PROBLEM DESCRIPTION: Search the data for the word "info" and copy every line where it occurs.
[RECORDS PROVIDED — start]
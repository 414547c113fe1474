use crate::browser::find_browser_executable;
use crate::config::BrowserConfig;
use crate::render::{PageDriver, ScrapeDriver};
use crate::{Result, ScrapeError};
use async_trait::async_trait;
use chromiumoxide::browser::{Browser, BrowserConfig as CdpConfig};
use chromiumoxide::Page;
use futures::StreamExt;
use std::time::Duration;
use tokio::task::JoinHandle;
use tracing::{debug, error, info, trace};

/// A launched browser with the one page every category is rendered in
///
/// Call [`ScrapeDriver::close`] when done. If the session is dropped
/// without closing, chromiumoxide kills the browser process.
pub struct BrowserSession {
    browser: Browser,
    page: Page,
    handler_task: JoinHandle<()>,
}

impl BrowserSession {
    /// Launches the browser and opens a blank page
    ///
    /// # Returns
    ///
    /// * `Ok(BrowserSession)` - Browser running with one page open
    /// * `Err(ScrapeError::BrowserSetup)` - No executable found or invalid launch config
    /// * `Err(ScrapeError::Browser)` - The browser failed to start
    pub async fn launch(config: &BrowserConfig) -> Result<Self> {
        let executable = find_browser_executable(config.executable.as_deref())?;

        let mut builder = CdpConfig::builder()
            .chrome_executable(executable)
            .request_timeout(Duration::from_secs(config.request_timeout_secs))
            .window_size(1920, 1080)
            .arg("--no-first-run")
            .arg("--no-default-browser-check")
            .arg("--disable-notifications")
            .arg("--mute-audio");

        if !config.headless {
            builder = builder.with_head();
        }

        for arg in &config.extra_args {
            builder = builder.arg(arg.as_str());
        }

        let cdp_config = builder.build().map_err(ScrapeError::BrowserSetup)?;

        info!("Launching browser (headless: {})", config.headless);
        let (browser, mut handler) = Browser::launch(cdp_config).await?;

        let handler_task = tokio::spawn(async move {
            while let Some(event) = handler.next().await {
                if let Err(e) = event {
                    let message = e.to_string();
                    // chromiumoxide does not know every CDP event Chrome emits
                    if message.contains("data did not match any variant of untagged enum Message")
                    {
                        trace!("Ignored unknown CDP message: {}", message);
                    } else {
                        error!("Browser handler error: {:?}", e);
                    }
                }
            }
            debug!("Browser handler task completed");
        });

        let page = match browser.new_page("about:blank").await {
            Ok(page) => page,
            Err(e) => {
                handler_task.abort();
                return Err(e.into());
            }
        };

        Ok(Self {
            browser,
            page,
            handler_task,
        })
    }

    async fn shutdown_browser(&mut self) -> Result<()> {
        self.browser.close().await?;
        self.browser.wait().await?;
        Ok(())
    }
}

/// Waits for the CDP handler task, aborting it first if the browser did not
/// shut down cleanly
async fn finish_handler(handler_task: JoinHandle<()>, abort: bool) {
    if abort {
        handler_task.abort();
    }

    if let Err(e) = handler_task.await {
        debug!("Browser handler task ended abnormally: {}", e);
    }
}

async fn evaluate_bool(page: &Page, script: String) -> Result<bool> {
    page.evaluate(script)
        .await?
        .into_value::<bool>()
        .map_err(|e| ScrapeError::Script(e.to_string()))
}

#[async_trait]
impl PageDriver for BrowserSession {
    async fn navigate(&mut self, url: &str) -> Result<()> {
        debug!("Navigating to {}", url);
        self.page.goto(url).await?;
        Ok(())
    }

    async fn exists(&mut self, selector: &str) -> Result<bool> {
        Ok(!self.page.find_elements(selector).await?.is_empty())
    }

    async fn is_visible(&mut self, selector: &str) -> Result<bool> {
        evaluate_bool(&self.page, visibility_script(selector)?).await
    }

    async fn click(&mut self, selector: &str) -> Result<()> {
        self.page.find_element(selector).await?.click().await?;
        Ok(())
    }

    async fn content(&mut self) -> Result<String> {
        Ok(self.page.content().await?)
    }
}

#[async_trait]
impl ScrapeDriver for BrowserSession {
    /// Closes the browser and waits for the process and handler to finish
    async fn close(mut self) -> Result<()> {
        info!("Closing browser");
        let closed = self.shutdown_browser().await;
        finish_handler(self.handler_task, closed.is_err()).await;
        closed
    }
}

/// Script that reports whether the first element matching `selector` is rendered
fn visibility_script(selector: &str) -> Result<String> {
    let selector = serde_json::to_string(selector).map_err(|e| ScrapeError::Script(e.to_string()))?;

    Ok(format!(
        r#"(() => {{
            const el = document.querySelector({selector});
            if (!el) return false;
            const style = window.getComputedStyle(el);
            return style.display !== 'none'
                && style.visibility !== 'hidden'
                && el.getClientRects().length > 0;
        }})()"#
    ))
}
[RECORDS PROVIDED — finish]
THE COMPLETED TASK:
use tracing::{debug, error, info, trace};
        info!("Launching browser (headless: {})", config.headless);
        info!("Closing browser");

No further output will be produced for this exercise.